++++ RECORDS SHOWN ++++
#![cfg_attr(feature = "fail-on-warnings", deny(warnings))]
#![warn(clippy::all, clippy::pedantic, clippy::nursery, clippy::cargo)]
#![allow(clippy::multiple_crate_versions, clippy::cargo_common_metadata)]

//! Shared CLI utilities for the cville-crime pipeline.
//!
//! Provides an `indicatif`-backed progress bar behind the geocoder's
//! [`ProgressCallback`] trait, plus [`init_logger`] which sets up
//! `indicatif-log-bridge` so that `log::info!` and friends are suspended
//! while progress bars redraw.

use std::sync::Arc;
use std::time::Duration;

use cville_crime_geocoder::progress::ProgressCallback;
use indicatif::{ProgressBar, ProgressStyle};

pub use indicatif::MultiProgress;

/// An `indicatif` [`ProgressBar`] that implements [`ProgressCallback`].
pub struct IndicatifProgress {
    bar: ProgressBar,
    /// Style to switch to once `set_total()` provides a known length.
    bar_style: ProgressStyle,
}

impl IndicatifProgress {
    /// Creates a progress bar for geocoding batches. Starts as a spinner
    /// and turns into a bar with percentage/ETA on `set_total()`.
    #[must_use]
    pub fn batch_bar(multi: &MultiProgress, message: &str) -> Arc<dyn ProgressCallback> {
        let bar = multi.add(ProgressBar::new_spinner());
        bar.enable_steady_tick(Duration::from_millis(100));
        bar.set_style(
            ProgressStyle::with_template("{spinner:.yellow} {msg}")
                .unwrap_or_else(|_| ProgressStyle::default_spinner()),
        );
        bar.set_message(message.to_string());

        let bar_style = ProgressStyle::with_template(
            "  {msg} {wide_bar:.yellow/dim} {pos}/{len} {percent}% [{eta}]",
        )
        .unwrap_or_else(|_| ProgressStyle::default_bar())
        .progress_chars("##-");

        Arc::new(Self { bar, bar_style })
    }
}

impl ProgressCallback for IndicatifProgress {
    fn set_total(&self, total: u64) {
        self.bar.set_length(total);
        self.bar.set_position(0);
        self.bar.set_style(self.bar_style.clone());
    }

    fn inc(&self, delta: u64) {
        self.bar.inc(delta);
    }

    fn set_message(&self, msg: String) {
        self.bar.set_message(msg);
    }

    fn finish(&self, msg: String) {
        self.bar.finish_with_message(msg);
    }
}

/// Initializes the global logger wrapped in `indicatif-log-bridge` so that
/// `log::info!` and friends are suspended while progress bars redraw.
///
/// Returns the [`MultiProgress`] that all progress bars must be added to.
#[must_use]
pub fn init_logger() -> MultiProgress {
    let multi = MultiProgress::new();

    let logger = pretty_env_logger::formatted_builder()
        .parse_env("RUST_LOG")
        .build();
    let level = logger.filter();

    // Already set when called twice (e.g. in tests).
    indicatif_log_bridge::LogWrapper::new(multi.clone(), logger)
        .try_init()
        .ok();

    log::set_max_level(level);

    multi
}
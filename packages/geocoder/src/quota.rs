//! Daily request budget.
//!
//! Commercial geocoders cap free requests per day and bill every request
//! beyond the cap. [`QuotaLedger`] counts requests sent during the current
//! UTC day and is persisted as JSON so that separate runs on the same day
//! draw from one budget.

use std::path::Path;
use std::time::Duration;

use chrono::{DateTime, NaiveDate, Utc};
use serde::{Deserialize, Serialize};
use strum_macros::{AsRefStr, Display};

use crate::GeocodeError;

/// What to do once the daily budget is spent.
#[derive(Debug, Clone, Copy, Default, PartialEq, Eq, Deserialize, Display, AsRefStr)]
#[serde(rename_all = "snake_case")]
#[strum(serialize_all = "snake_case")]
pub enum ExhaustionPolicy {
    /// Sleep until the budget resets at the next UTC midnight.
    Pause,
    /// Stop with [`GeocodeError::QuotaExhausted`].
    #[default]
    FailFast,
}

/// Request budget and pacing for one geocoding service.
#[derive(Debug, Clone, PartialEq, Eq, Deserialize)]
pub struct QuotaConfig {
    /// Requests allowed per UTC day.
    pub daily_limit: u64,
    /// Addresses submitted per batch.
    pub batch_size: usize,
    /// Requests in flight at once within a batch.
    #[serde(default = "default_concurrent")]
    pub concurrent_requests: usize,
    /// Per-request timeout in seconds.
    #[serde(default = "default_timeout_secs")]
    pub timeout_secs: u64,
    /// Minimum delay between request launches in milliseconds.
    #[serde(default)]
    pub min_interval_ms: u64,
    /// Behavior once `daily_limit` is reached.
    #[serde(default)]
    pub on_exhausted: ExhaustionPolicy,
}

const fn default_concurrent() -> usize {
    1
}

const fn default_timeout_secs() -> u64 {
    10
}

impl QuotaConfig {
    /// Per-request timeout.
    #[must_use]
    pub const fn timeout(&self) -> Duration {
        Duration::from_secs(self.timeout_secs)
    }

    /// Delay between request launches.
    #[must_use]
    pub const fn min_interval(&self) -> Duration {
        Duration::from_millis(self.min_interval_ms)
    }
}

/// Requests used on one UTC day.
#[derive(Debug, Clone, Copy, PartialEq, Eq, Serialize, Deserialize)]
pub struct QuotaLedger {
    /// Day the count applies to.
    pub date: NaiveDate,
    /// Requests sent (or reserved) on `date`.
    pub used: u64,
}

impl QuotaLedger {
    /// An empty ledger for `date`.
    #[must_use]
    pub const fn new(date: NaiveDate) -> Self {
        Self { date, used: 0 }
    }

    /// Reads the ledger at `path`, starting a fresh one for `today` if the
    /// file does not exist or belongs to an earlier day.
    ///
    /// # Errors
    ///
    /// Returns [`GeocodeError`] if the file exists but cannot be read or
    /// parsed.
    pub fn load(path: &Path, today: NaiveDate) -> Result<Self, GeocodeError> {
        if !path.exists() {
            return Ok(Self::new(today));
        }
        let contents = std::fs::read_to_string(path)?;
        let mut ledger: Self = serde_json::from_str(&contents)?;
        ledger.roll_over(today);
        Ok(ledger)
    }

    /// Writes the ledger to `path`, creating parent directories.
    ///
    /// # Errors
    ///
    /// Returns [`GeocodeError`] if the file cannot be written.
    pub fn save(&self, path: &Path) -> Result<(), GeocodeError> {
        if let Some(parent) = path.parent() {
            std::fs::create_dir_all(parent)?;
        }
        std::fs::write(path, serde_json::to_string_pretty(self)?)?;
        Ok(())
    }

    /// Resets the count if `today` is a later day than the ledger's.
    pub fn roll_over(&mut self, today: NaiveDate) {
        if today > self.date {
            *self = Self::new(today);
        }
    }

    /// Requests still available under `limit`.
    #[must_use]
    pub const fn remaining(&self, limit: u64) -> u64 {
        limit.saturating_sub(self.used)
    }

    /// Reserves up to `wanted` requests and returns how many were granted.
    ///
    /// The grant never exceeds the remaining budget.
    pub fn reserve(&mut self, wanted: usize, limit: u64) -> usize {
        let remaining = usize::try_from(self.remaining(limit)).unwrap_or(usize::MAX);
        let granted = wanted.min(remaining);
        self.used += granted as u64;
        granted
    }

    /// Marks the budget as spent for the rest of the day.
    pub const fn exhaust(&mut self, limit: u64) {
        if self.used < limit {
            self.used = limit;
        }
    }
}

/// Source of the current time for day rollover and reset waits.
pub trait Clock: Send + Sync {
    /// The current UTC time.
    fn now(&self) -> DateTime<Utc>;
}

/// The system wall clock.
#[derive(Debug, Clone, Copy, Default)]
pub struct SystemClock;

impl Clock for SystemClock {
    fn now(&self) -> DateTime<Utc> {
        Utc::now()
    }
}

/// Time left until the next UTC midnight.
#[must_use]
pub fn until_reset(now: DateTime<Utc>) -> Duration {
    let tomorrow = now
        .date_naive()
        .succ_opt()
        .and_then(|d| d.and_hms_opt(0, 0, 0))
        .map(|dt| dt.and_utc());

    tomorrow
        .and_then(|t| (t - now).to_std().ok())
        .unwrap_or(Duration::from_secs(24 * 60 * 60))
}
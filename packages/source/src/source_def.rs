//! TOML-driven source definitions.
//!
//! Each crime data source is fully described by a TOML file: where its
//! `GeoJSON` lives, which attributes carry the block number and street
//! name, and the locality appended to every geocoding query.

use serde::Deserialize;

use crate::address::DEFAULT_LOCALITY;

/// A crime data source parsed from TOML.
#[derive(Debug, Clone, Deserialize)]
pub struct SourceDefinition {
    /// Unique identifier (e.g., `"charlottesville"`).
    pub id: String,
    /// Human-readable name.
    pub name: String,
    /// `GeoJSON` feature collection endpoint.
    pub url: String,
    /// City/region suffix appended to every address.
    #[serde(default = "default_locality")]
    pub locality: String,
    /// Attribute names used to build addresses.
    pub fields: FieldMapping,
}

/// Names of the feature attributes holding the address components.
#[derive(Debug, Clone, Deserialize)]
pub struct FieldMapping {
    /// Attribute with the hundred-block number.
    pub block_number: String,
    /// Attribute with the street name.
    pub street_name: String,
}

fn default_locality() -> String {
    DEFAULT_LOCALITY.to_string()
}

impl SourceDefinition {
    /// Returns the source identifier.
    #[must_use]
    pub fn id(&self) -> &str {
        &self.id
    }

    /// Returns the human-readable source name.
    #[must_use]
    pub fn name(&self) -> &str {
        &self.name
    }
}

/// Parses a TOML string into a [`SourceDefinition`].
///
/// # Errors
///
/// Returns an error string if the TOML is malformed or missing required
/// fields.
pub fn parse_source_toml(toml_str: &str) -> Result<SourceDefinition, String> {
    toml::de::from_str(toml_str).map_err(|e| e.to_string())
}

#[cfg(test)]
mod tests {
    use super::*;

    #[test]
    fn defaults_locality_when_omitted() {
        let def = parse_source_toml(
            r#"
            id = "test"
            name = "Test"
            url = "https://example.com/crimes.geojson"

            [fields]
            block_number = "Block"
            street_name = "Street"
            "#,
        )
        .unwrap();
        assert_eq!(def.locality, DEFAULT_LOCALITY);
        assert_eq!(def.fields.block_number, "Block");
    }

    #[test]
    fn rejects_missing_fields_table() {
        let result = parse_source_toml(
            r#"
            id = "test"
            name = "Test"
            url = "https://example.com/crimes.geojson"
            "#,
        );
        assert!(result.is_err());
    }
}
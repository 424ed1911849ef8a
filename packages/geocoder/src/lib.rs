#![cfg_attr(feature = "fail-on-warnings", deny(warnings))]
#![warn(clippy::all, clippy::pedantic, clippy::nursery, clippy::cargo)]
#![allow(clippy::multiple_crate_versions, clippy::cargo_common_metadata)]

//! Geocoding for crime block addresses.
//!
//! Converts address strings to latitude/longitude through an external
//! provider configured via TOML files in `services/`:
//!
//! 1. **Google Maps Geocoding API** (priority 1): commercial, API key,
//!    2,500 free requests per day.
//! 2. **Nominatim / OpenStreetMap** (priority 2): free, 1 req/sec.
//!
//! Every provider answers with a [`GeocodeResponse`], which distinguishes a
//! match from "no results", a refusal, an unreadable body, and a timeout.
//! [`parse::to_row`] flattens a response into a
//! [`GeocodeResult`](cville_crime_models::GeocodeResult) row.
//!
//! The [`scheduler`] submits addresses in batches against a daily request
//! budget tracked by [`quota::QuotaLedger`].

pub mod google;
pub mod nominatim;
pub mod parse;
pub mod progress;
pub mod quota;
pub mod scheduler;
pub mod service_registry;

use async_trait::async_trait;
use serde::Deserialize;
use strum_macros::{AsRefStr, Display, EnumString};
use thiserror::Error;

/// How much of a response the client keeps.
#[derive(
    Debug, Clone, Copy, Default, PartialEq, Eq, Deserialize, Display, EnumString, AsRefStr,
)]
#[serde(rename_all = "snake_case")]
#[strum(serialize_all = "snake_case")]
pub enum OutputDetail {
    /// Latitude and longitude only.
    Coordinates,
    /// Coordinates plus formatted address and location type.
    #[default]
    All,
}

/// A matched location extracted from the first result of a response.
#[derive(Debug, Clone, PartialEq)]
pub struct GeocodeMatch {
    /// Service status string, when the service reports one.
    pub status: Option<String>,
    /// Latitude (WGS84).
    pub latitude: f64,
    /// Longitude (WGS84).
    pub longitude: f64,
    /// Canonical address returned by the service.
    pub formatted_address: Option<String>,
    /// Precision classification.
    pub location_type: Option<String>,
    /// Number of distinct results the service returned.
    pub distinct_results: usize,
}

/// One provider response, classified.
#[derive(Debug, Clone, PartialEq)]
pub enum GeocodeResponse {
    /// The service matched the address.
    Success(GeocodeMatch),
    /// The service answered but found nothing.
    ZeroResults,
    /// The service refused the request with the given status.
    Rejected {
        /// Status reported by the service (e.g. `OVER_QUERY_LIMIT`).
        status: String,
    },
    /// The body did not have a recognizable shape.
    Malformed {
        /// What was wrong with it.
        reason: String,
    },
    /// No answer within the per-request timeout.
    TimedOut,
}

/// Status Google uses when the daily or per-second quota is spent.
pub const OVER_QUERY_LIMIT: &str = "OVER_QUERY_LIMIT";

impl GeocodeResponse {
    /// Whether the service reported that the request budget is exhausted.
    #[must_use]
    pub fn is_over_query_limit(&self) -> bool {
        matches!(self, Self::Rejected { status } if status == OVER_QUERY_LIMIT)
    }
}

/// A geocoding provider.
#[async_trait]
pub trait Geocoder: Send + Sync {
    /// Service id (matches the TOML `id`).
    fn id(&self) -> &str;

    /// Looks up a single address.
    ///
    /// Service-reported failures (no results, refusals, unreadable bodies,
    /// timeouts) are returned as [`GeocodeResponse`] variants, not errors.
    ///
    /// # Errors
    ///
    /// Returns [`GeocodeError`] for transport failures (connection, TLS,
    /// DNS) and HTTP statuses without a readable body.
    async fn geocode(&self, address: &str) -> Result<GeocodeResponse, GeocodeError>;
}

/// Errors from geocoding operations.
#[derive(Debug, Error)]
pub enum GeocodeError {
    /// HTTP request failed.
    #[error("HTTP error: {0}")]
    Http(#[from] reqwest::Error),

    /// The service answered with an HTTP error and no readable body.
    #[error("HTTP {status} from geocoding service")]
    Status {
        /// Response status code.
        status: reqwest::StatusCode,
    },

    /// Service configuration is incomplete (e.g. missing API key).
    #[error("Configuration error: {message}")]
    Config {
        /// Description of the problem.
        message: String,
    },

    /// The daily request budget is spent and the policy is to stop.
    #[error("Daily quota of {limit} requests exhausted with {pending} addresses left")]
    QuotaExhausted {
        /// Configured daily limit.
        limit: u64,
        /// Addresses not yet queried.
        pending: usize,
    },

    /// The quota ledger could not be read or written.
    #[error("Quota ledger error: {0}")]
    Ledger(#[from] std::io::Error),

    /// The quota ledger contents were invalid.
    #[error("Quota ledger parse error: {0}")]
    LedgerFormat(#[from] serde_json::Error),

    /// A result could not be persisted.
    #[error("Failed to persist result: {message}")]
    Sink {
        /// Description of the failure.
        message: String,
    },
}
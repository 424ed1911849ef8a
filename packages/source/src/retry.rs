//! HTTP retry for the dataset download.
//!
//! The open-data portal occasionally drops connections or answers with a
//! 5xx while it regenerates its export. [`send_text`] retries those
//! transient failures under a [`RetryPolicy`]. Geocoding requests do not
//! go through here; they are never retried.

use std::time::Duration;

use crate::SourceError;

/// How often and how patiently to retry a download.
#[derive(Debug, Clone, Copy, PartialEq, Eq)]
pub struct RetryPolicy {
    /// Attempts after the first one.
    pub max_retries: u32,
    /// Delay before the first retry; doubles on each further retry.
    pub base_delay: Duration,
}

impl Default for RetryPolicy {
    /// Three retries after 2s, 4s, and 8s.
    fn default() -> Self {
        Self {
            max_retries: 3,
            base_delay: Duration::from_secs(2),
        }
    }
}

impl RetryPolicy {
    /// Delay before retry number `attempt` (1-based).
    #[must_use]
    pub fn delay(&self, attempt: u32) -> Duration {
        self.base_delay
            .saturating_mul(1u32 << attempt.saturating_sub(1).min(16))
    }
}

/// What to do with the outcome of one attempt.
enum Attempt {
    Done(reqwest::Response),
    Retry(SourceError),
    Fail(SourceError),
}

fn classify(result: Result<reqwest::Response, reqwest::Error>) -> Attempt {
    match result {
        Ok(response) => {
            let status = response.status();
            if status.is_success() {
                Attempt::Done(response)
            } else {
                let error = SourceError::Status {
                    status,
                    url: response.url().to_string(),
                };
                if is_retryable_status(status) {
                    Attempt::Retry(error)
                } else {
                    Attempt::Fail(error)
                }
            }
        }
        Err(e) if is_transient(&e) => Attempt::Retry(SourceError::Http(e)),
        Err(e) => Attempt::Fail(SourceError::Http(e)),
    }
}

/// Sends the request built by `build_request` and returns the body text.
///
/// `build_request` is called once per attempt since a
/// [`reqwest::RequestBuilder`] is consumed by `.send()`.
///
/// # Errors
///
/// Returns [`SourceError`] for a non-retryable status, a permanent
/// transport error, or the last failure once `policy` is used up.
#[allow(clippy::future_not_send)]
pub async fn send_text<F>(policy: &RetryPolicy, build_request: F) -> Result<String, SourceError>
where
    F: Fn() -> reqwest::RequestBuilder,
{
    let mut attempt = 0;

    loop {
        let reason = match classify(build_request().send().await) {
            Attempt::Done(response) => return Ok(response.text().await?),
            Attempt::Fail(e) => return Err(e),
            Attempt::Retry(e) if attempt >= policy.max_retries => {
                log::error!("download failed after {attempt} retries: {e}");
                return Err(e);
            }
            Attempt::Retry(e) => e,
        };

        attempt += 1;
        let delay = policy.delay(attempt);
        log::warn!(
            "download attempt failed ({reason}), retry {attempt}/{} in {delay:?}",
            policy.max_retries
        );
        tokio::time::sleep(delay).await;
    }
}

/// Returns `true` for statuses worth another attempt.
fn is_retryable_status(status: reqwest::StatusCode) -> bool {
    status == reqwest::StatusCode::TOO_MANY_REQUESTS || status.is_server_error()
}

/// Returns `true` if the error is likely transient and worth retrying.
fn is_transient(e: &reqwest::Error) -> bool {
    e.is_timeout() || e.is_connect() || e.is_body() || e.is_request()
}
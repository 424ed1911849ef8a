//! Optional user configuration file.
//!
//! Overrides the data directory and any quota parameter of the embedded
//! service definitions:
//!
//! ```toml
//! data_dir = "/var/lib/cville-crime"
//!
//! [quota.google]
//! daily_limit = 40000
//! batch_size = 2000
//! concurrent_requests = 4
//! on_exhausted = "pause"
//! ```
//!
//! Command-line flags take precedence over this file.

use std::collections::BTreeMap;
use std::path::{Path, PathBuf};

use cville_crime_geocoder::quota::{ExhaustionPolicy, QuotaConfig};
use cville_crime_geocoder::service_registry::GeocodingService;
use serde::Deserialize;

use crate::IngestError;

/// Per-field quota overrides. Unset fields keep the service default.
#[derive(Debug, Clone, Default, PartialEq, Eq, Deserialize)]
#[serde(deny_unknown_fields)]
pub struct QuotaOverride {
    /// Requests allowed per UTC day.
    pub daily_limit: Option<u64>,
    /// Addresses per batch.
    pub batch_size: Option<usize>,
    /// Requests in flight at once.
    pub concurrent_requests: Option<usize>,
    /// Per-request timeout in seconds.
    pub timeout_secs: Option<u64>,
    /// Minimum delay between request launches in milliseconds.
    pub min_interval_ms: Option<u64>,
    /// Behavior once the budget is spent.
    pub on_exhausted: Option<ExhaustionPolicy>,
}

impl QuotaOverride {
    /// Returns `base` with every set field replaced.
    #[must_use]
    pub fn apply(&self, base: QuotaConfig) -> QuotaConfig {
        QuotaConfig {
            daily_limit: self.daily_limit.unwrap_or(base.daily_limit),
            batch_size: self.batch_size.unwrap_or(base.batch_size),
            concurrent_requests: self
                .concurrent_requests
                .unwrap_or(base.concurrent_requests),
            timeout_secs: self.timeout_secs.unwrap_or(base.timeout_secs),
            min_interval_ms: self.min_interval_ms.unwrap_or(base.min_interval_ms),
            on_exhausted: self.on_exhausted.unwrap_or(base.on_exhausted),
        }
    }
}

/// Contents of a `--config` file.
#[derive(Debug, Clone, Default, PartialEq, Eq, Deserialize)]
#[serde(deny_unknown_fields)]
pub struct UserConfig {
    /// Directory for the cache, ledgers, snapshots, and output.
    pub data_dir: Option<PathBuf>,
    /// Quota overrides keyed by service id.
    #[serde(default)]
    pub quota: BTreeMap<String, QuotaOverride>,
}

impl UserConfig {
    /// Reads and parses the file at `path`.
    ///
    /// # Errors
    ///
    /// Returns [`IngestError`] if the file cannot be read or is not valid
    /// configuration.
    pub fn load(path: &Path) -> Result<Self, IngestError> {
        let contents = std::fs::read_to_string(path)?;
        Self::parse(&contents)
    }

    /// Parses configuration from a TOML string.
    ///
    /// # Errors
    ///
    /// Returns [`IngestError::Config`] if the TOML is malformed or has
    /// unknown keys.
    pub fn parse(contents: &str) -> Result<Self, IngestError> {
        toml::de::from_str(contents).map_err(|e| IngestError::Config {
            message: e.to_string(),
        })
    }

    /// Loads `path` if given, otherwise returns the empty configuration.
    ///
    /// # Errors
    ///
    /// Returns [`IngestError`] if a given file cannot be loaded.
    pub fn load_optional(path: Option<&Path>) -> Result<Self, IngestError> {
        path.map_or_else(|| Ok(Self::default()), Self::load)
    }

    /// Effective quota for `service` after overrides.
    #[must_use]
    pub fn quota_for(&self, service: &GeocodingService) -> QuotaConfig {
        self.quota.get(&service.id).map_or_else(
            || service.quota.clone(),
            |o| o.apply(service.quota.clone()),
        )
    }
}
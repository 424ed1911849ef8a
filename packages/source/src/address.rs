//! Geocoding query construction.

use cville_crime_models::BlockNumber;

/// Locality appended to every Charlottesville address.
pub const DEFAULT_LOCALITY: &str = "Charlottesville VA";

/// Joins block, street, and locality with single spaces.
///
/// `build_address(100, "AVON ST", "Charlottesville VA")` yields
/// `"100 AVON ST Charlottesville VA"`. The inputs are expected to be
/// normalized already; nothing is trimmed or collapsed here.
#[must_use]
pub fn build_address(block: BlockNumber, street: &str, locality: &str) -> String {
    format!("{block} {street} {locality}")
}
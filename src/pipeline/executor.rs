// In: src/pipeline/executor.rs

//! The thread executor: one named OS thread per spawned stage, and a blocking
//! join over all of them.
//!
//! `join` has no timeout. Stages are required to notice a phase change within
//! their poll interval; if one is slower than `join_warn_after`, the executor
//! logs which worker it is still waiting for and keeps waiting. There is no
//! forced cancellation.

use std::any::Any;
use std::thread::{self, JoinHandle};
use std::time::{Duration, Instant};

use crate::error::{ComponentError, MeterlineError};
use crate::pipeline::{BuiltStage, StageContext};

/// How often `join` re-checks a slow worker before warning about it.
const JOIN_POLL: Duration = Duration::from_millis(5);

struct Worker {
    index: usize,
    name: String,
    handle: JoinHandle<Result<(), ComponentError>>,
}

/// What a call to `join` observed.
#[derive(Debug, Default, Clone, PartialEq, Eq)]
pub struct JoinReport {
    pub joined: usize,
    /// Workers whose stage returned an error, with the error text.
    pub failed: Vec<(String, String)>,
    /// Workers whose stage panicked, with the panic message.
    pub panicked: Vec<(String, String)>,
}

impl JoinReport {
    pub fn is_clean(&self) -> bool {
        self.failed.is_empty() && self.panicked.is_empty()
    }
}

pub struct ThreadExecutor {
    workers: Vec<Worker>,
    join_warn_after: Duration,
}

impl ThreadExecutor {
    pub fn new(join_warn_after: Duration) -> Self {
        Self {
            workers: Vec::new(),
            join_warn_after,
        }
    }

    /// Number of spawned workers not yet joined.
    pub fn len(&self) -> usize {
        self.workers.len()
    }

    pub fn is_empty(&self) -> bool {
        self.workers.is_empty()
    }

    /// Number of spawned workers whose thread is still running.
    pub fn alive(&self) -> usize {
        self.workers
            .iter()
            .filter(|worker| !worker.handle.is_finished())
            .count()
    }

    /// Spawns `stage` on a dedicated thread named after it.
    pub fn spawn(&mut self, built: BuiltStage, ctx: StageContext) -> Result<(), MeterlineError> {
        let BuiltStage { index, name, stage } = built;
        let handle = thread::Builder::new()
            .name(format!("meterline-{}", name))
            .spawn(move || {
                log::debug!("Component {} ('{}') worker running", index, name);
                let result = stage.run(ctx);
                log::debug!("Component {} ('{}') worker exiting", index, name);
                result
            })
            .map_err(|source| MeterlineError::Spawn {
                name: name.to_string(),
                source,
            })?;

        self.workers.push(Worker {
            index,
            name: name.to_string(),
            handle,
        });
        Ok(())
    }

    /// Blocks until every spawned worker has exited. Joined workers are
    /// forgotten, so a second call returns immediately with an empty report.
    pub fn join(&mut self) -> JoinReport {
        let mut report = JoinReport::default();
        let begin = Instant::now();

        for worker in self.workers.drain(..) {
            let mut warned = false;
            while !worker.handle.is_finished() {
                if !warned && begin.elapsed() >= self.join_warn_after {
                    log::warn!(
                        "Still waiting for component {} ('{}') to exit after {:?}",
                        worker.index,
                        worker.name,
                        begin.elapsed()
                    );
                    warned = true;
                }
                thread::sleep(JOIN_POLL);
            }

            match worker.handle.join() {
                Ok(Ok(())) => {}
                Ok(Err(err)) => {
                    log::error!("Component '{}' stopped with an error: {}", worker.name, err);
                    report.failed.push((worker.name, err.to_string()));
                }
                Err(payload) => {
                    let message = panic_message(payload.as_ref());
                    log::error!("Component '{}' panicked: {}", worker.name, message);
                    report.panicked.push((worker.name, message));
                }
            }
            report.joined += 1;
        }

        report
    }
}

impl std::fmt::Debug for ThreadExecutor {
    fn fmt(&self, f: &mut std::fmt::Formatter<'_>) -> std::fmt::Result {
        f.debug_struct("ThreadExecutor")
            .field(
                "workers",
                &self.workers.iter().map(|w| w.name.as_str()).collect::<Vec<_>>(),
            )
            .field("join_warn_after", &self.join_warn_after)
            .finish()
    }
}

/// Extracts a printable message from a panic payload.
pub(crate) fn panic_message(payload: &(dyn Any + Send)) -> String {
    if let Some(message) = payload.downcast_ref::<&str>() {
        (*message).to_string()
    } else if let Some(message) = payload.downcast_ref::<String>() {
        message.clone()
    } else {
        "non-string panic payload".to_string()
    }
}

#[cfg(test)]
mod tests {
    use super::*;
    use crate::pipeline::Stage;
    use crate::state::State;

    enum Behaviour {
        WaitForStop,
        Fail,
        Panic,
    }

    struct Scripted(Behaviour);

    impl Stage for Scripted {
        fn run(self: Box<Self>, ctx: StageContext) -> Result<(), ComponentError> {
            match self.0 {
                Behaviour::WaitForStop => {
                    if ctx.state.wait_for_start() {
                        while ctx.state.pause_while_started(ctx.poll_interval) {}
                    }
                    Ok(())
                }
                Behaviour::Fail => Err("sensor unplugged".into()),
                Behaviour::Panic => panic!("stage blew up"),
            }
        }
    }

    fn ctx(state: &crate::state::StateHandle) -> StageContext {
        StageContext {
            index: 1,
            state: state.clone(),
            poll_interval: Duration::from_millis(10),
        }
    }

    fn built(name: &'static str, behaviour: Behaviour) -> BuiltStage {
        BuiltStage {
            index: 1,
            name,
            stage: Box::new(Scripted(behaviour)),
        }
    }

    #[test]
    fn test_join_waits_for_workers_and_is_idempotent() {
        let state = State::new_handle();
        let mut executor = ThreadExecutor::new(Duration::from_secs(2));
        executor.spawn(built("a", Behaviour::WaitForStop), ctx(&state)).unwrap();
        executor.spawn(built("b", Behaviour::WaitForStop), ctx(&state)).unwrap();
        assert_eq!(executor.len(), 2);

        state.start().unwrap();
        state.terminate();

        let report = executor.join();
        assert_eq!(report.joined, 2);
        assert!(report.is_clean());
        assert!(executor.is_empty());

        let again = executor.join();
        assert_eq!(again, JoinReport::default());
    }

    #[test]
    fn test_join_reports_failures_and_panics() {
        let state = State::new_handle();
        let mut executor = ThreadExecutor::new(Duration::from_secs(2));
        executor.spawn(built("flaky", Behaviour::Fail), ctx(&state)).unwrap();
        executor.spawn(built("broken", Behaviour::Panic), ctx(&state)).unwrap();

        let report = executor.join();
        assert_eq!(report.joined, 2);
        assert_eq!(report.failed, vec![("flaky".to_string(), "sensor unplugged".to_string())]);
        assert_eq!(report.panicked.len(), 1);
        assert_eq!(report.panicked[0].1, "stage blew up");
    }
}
++++
EXERCISE BRIEF:
Repeat the entries above verbatim, but only from the line that has "warned = true;" down to the line that has "stopped with an", inclusive.

ANSWER TO THIS EXERCISE:
                    warned = true;
                }
                thread::sleep(JOIN_POLL);
            }

            match worker.handle.join() {
                Ok(Ok(())) => {}
                Ok(Err(err)) => {
                    log::error!("Component '{}' stopped with an error: {}", worker.name, err);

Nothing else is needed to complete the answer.